Extracted entries below:

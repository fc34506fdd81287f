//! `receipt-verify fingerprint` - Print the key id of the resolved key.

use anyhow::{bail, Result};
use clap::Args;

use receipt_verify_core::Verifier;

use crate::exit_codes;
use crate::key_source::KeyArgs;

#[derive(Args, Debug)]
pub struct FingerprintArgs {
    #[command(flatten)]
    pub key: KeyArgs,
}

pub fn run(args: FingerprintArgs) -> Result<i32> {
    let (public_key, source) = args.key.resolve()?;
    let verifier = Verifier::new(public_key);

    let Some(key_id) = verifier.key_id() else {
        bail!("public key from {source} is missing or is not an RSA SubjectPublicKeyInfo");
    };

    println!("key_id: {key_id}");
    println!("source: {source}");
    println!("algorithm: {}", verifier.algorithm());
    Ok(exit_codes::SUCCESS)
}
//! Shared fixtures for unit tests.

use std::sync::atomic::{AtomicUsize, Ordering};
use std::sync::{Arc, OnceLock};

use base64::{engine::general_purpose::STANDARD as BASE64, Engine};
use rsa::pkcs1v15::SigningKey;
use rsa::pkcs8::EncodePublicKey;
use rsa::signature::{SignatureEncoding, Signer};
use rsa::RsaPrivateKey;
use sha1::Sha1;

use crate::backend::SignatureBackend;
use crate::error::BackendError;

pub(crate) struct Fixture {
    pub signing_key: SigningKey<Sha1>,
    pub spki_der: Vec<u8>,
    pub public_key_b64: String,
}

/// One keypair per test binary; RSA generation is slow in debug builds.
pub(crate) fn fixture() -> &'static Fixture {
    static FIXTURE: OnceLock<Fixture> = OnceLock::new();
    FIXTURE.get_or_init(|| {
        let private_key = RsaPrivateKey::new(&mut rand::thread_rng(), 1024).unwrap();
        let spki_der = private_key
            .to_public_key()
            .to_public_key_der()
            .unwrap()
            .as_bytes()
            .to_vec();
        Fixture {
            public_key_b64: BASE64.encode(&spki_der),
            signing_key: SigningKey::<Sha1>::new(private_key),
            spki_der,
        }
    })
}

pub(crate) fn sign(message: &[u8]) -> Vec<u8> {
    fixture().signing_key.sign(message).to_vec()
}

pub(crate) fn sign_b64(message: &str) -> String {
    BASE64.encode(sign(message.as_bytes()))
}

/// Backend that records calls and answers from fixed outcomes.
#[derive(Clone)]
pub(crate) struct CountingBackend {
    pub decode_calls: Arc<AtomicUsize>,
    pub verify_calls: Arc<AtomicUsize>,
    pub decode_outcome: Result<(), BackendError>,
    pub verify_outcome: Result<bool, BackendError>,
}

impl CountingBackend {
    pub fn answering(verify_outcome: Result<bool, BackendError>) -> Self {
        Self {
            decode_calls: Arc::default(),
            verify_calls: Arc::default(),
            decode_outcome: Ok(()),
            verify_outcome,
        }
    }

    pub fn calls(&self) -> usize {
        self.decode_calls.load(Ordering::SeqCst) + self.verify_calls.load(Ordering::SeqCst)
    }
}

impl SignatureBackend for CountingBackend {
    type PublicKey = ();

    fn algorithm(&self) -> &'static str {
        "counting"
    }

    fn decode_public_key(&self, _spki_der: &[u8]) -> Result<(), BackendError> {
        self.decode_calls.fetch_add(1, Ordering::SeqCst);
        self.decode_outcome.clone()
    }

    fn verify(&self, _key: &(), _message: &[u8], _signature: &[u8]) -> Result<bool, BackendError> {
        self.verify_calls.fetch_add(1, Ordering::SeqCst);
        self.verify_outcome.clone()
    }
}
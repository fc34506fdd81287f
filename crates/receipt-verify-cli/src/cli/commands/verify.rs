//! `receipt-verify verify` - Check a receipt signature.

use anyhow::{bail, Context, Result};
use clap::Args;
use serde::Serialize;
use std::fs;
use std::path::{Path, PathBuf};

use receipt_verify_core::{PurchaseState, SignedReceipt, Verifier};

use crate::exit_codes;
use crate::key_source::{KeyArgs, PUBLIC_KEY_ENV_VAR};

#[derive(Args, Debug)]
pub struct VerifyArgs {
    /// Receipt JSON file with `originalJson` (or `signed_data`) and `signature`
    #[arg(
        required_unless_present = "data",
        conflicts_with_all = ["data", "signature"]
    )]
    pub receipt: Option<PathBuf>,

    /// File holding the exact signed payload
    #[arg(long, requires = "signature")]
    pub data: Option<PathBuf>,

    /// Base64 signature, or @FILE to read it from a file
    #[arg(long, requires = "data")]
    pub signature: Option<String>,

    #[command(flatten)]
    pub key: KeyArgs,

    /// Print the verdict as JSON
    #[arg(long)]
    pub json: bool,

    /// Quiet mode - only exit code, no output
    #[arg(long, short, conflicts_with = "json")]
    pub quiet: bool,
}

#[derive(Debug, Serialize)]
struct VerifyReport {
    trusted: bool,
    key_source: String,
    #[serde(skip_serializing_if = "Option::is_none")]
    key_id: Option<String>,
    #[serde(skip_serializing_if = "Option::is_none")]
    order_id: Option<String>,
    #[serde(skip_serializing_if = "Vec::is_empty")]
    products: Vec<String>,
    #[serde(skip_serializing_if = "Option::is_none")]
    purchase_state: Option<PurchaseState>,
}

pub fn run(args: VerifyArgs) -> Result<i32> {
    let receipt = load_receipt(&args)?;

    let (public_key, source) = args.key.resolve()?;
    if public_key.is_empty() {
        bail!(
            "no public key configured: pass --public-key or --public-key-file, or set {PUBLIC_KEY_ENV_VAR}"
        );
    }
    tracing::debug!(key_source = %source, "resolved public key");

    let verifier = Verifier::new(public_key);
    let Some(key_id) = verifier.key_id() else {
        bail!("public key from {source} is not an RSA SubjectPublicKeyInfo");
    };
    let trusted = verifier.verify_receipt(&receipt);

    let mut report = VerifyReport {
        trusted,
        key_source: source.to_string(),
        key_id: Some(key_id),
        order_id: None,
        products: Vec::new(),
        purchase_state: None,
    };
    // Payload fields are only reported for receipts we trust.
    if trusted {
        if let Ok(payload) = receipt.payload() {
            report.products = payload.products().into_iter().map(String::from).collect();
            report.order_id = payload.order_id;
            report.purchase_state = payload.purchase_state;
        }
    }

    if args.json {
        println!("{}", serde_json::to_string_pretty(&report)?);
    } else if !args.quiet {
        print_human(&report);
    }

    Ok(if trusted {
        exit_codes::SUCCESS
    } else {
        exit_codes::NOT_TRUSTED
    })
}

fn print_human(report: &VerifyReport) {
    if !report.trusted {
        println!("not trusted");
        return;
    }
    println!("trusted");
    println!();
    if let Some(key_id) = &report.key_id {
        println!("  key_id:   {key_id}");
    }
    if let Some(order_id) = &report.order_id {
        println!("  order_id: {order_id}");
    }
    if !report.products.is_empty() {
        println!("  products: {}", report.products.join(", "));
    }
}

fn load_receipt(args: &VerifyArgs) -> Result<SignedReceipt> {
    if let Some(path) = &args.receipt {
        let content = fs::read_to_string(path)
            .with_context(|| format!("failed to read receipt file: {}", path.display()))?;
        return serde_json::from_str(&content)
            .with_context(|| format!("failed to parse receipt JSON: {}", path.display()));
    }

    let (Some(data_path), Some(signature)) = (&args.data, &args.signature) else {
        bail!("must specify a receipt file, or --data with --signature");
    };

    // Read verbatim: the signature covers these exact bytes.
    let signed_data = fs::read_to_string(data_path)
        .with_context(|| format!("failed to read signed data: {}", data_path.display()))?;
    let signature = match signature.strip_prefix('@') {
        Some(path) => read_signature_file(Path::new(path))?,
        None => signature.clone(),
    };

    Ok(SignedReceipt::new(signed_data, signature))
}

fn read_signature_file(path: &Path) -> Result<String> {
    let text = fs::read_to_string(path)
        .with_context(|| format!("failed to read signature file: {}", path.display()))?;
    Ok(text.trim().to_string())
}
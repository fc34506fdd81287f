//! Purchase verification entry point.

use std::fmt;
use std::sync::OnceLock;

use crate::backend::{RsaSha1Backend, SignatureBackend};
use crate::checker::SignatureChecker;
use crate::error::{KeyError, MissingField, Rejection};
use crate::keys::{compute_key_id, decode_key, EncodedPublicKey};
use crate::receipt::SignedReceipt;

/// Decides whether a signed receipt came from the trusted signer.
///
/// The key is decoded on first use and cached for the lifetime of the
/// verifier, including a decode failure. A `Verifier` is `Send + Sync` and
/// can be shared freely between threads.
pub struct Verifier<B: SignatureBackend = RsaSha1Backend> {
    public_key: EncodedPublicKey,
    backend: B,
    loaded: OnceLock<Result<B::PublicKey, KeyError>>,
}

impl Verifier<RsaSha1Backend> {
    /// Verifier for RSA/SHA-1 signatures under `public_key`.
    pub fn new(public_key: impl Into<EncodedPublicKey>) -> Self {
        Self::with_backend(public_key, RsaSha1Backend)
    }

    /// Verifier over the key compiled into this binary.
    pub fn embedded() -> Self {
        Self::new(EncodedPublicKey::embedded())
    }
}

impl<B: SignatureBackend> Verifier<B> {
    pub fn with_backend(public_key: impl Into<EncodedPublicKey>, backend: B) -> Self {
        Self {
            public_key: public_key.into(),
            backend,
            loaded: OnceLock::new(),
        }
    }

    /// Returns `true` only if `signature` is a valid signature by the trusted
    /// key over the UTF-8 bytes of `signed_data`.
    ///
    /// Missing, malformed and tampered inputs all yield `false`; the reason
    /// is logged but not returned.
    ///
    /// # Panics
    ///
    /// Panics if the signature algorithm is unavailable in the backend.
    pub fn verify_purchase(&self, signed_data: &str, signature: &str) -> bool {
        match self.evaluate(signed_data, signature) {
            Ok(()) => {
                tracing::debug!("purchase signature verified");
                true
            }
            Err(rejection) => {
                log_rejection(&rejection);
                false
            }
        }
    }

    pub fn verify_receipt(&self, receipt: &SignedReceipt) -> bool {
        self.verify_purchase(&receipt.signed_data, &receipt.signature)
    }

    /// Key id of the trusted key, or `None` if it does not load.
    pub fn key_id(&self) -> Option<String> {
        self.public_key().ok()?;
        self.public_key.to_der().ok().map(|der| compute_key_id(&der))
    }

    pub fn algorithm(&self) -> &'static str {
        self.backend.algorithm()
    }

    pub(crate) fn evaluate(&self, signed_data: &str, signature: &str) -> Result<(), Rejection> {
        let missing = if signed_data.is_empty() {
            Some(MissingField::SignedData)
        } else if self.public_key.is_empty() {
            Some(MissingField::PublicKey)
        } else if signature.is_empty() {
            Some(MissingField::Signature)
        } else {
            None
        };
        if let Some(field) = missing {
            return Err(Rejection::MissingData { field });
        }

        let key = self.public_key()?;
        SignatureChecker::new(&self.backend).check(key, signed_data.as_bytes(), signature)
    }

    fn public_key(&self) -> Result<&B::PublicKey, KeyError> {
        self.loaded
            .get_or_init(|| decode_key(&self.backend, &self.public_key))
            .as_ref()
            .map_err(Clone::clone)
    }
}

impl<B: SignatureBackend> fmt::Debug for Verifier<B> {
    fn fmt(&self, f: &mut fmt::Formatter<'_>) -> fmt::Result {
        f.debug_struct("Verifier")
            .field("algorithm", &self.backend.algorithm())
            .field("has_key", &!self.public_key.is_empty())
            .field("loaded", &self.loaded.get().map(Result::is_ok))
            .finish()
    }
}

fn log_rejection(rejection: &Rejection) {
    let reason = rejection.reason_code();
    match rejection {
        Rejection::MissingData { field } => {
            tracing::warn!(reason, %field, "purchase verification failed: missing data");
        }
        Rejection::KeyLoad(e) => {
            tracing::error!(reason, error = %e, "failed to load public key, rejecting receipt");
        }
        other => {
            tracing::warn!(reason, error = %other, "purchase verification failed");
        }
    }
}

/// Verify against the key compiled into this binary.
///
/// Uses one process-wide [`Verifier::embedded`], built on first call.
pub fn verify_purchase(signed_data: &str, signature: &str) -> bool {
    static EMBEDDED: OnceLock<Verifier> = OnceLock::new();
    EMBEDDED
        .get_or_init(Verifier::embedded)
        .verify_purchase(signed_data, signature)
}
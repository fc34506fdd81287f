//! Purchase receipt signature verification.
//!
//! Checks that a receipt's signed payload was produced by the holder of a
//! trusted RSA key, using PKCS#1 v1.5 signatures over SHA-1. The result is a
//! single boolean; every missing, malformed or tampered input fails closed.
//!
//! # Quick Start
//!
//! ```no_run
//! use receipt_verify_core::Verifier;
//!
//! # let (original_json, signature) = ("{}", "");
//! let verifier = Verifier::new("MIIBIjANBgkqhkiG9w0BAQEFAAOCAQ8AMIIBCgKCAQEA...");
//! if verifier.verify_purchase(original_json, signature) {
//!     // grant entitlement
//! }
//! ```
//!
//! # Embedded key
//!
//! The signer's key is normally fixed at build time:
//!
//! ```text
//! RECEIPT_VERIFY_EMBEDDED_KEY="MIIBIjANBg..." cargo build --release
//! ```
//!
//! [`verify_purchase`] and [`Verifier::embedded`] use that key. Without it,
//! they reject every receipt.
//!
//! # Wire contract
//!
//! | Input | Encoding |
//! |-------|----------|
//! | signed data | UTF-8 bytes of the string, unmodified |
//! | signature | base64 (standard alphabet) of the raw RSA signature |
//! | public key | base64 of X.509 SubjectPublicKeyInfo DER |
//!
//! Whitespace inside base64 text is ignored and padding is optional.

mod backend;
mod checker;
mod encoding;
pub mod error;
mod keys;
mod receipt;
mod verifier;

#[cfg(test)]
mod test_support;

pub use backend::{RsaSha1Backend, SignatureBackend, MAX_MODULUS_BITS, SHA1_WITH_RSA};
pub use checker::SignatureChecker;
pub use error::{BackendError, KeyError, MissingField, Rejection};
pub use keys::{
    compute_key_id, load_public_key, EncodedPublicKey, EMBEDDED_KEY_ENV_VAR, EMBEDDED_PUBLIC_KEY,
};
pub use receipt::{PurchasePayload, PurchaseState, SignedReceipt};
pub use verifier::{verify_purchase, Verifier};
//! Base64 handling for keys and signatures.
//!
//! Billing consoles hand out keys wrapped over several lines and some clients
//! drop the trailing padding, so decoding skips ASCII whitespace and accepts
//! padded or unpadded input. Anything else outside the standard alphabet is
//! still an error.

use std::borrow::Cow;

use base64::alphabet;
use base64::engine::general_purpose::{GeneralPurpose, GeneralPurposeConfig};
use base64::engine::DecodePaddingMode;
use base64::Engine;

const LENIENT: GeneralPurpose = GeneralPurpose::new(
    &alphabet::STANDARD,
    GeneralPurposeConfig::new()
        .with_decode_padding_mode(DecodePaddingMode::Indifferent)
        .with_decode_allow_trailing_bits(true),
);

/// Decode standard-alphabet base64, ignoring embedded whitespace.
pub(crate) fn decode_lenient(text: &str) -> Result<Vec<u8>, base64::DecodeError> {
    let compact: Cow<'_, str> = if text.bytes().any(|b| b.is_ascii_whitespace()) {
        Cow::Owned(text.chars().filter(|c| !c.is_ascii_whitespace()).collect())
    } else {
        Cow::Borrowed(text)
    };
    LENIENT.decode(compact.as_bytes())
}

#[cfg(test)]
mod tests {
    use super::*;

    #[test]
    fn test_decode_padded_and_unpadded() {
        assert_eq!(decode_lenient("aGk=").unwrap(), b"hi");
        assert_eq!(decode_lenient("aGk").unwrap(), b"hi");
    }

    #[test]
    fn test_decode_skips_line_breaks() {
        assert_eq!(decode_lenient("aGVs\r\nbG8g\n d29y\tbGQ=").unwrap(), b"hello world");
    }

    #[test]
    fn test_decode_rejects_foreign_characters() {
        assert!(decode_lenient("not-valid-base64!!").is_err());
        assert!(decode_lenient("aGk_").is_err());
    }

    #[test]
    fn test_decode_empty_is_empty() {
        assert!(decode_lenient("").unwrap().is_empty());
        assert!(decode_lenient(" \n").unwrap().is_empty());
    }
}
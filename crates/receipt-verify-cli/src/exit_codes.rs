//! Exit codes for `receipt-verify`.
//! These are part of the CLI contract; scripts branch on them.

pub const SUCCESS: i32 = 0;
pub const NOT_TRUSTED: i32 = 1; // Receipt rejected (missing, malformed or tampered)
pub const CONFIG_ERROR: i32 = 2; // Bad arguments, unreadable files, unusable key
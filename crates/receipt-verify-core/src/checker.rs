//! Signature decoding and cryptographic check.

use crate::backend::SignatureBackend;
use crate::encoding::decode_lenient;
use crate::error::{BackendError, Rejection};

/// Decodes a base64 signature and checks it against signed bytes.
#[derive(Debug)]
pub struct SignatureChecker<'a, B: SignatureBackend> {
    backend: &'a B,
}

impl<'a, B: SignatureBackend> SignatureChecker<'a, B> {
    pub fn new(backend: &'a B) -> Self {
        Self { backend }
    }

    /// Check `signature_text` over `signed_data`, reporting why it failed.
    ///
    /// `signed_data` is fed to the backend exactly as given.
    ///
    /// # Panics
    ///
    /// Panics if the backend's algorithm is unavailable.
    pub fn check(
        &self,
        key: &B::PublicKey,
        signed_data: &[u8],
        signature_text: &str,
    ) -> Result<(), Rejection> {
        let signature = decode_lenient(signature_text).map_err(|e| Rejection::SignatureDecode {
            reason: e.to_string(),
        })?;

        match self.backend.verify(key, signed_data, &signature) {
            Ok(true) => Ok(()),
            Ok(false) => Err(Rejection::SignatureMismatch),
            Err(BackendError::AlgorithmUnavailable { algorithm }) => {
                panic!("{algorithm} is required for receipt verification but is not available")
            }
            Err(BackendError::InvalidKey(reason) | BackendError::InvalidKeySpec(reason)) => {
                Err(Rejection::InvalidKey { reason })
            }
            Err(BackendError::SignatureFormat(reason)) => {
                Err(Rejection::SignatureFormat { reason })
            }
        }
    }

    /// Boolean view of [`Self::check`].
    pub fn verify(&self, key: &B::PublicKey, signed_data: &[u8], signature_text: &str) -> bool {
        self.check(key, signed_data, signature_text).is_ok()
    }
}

End of Extracted entries.

What you should do
Once you have located every line with the word "collect" in the material above, list those lines.

Output for this task
            report.products = payload.products().into_iter().map(String::from).collect();
        Cow::Owned(text.chars().filter(|c| !c.is_ascii_whitespace()).collect())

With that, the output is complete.